[Python-Dev] Unicode charnames impl.

Christian Tismer tismer@tismer.com
Sat, 25 Mar 2000 14:35:50 +0100


"Andrew M. Kuchling" wrote:
...
> 3) How can we store all those names?  The resulting dictionary makes a
> 361K .py file; Python dumps core trying to parse it.  (Another bug...)
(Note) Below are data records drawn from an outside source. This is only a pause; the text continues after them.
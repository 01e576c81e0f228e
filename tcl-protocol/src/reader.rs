//! Incremental message reader
//!
//! Bytes are fed one at a time, the way they come off the serial line. A
//! message ends at the `!` terminator or when the buffer is full, whichever
//! comes first. The terminator itself is not stored.

use heapless::Vec;

/// Message terminator byte
pub const MESSAGE_TERMINATOR: u8 = b'!';

/// Maximum message length in bytes (terminator excluded)
pub const MAX_MESSAGE_LEN: usize = 64;

/// Errors that can occur when extracting message text
#[derive(Debug, Clone, Copy, PartialEq, Eq)]
#[cfg_attr(feature = "defmt", derive(defmt::Format))]
pub enum ReadError {
    /// Buffered bytes are not valid UTF-8
    InvalidUtf8,
}

/// Reader progress after a byte was fed
#[derive(Debug, Clone, Copy, PartialEq, Eq)]
#[cfg_attr(feature = "defmt", derive(defmt::Format))]
pub enum ReadStatus {
    /// Need more bytes
    Pending,
    /// Terminator seen, message complete
    Terminated,
    /// Buffer filled up before a terminator arrived
    Full,
}

impl ReadStatus {
    /// Check if the message is complete
    pub const fn is_complete(self) -> bool {
        !matches!(self, ReadStatus::Pending)
    }
}

/// Accumulates one message
#[derive(Debug, Clone, Default)]
pub struct MessageReader {
    buffer: Vec<u8, MAX_MESSAGE_LEN>,
}

impl MessageReader {
    /// Create an empty reader
    pub const fn new() -> Self {
        Self { buffer: Vec::new() }
    }

    /// Drop any buffered bytes
    pub fn reset(&mut self) {
        self.buffer.clear();
    }

    /// Feed a single byte
    ///
    /// Feeding after completion without a [`reset`](Self::reset) keeps
    /// reporting [`ReadStatus::Full`] once the buffer is full.
    pub fn feed(&mut self, byte: u8) -> ReadStatus {
        if self.buffer.is_full() {
            return ReadStatus::Full;
        }
        if byte == MESSAGE_TERMINATOR {
            return ReadStatus::Terminated;
        }

        // Capacity was checked above
        let _ = self.buffer.push(byte);

        if self.buffer.is_full() {
            ReadStatus::Full
        } else {
            ReadStatus::Pending
        }
    }

    /// Number of buffered bytes
    pub fn len(&self) -> usize {
        self.buffer.len()
    }

    /// Check if nothing has been buffered
    pub fn is_empty(&self) -> bool {
        self.buffer.is_empty()
    }

    /// Buffered message as trimmed text
    pub fn text(&self) -> Result<&str, ReadError> {
        core::str::from_utf8(&self.buffer)
            .map(str::trim)
            .map_err(|_| ReadError::InvalidUtf8)
    }
}

#[cfg(test)]
mod tests {
    use super::*;

    /// Feed until a message completes, returning the status and bytes used
    fn feed_all(reader: &mut MessageReader, bytes: &[u8]) -> (ReadStatus, usize) {
        for (index, &byte) in bytes.iter().enumerate() {
            let status = reader.feed(byte);
            if status.is_complete() {
                return (status, index + 1);
            }
        }
        (ReadStatus::Pending, bytes.len())
    }

    #[test]
    fn test_terminated_message() {
        let mut reader = MessageReader::new();
        let (status, consumed) = feed_all(&mut reader, b"tcl:status!tcl:colorbegin!");

        assert_eq!(status, ReadStatus::Terminated);
        assert_eq!(consumed, 11);
        assert_eq!(reader.text(), Ok("tcl:status"));
    }

    #[test]
    fn test_pending_without_terminator() {
        let mut reader = MessageReader::new();
        let (status, consumed) = feed_all(&mut reader, b"tcl:sta");

        assert_eq!(status, ReadStatus::Pending);
        assert_eq!(consumed, 7);
        assert_eq!(reader.len(), 7);
    }

    #[test]
    fn test_full_buffer_completes_message() {
        let mut reader = MessageReader::new();
        let data = [b'a'; MAX_MESSAGE_LEN + 10];
        let (status, consumed) = feed_all(&mut reader, &data);

        assert_eq!(status, ReadStatus::Full);
        assert_eq!(consumed, MAX_MESSAGE_LEN);
        assert_eq!(reader.len(), MAX_MESSAGE_LEN);
        assert_eq!(reader.feed(b'!'), ReadStatus::Full);
    }

    #[test]
    fn test_text_is_trimmed() {
        let mut reader = MessageReader::new();
        feed_all(&mut reader, b"\r\n tcl:status \t!");
        assert_eq!(reader.text(), Ok("tcl:status"));
    }

    #[test]
    fn test_invalid_utf8() {
        let mut reader = MessageReader::new();
        feed_all(&mut reader, &[0xFF, 0xFE, b'!']);
        assert_eq!(reader.text(), Err(ReadError::InvalidUtf8));
    }

    #[test]
    fn test_reset() {
        let mut reader = MessageReader::new();
        feed_all(&mut reader, b"abc!");
        reader.reset();
        assert!(reader.is_empty());
        assert_eq!(reader.feed(b'x'), ReadStatus::Pending);
    }
}
//! UART serial communication abstractions
//!
//! The firmware runs a single cooperative loop, so every call here is
//! blocking. Reads are always bounded by a timeout; a stalled host never
//! stalls the device indefinitely.

/// UART transmitter
pub trait UartTx {
    /// Error type for transmit operations
    type Error;

    /// Write data to the UART
    ///
    /// Blocks until all data has been queued or an error occurs.
    fn write_blocking(&mut self, data: &[u8]) -> Result<(), Self::Error>;

    /// Flush any buffered data
    fn flush(&mut self) -> Result<(), Self::Error>;
}

/// UART receiver
pub trait UartRx {
    /// Error type for receive operations
    type Error;

    /// Read a single byte, waiting at most `timeout_ms` milliseconds
    ///
    /// Returns `Ok(None)` when the timeout expires with nothing received.
    fn read_byte_timeout(&mut self, timeout_ms: u32) -> Result<Option<u8>, Self::Error>;

    /// Read a single byte if one is already pending
    fn try_read_byte(&mut self) -> Result<Option<u8>, Self::Error>;

    /// Discard everything currently pending on the receiver
    ///
    /// Returns the number of bytes thrown away.
    fn drain(&mut self) -> Result<usize, Self::Error> {
        let mut discarded = 0;
        while self.try_read_byte()?.is_some() {
            discarded += 1;
        }
        Ok(discarded)
    }
}

/// Combined UART interface
///
/// For transports where TX and RX share a single error type.
pub trait Uart: UartTx + UartRx<Error = <Self as UartTx>::Error> {}

// Blanket implementation
impl<T> Uart for T where T: UartTx + UartRx<Error = <T as UartTx>::Error> {}
//! Configuration type definitions
//!
//! These types represent the device configuration. The firmware embeds it
//! as `device.toml`, parsed at boot by [`super::toml::parse_config`].

use tcl_protocol::MAX_LEDS;

use crate::color::CalibrationParameters;

/// LEDs on the reference strand
pub const DEFAULT_LED_COUNT: u16 = 50;

/// Full scale of a 10-bit converter
pub const DEFAULT_ADC_FULL_SCALE: u16 = 1023;

/// Configuration errors
#[derive(Debug, Clone, Copy, PartialEq, Eq)]
#[cfg_attr(feature = "defmt", derive(defmt::Format))]
pub enum ConfigError {
    /// More LEDs than a color frame can carry
    TooManyLeds,
    /// Baud rate of zero
    InvalidBaudrate,
    /// ADC full scale of zero
    InvalidFullScale,
}

/// What the firmware does after boot
#[derive(Debug, Clone, Copy, PartialEq, Eq, Default)]
#[cfg_attr(feature = "defmt", derive(defmt::Format))]
pub enum StartupMode {
    /// Serve the host over serial
    #[default]
    Serial,
    /// Run the potentiometer calibration loop
    Calibrate,
}

/// LED strip configuration
#[derive(Debug, Clone, Copy, PartialEq, Eq)]
#[cfg_attr(feature = "defmt", derive(defmt::Format))]
pub struct StripConfig {
    /// Number of LEDs on the strip
    pub led_count: u16,
}

impl Default for StripConfig {
    fn default() -> Self {
        Self {
            led_count: DEFAULT_LED_COUNT,
        }
    }
}

/// Host serial link configuration
#[derive(Debug, Clone, Copy, PartialEq, Eq)]
#[cfg_attr(feature = "defmt", derive(defmt::Format))]
pub struct SerialConfig {
    /// Baud rate in bits per second
    pub baudrate: u32,
    /// Per-byte read timeout in milliseconds
    pub read_timeout_ms: u32,
}

impl Default for SerialConfig {
    fn default() -> Self {
        Self {
            baudrate: 115_200,
            read_timeout_ms: 100,
        }
    }
}

/// Calibration potentiometer panel configuration
#[derive(Debug, Clone, Copy, PartialEq, Eq)]
#[cfg_attr(feature = "defmt", derive(defmt::Format))]
pub struct PanelConfig {
    /// Raw reading at the end of pot travel
    pub adc_full_scale: u16,
}

impl Default for PanelConfig {
    fn default() -> Self {
        Self {
            adc_full_scale: DEFAULT_ADC_FULL_SCALE,
        }
    }
}

/// Complete device configuration
#[derive(Debug, Clone, Copy, PartialEq, Default)]
#[cfg_attr(feature = "defmt", derive(defmt::Format))]
pub struct DeviceConfig {
    pub mode: StartupMode,
    pub strip: StripConfig,
    pub serial: SerialConfig,
    pub panel: PanelConfig,
    /// Calibration in effect at boot
    pub calibration: CalibrationParameters,
}

impl DeviceConfig {
    /// Check cross-field limits
    pub fn validate(&self) -> Result<(), ConfigError> {
        if usize::from(self.strip.led_count) > MAX_LEDS {
            return Err(ConfigError::TooManyLeds);
        }
        if self.serial.baudrate == 0 {
            return Err(ConfigError::InvalidBaudrate);
        }
        if self.panel.adc_full_scale == 0 {
            return Err(ConfigError::InvalidFullScale);
        }
        Ok(())
    }

    /// Number of LEDs as a count
    pub fn led_count(&self) -> usize {
        usize::from(self.strip.led_count)
    }
}

#[cfg(test)]
mod tests {
    use super::*;

    #[test]
    fn test_defaults_are_valid() {
        let config = DeviceConfig::default();
        assert_eq!(config.validate(), Ok(()));
        assert_eq!(config.led_count(), 50);
        assert_eq!(config.mode, StartupMode::Serial);
        assert_eq!(config.serial.baudrate, 115_200);
        assert_eq!(config.panel.adc_full_scale, 1023);
    }

    #[test]
    fn test_validate_limits() {
        let mut config = DeviceConfig::default();
        config.strip.led_count = 65;
        assert_eq!(config.validate(), Err(ConfigError::TooManyLeds));

        let mut config = DeviceConfig::default();
        config.serial.baudrate = 0;
        assert_eq!(config.validate(), Err(ConfigError::InvalidBaudrate));

        let mut config = DeviceConfig::default();
        config.panel.adc_full_scale = 0;
        assert_eq!(config.validate(), Err(ConfigError::InvalidFullScale));
    }
}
This is simply not the place to use a dictionary.
You don't need fast lookup from names to codes,
but something that supports incremental search.
This would enable PythonWin to sho a pop-up list after
you typed the first letters.

I'm working on a common substring analysis that makes
each entry into 3 to 5 small integers.
You then encode these in an order-preserving way. That means,
the resulting code table is still lexically ordered, and
access to the sentences is done via bisection.
Takes me some more time to get that, but it will not
be larger than 60k, or I drop it.
Also note that all the names use uppercase letters and space
only. An opportunity to use simple context encoding and
use just 4 bits most of the time.

...
> I've also add a script that parses the names out of the NameList.txt
> file at ftp://ftp.unicode.org/Public/UNIDATA/.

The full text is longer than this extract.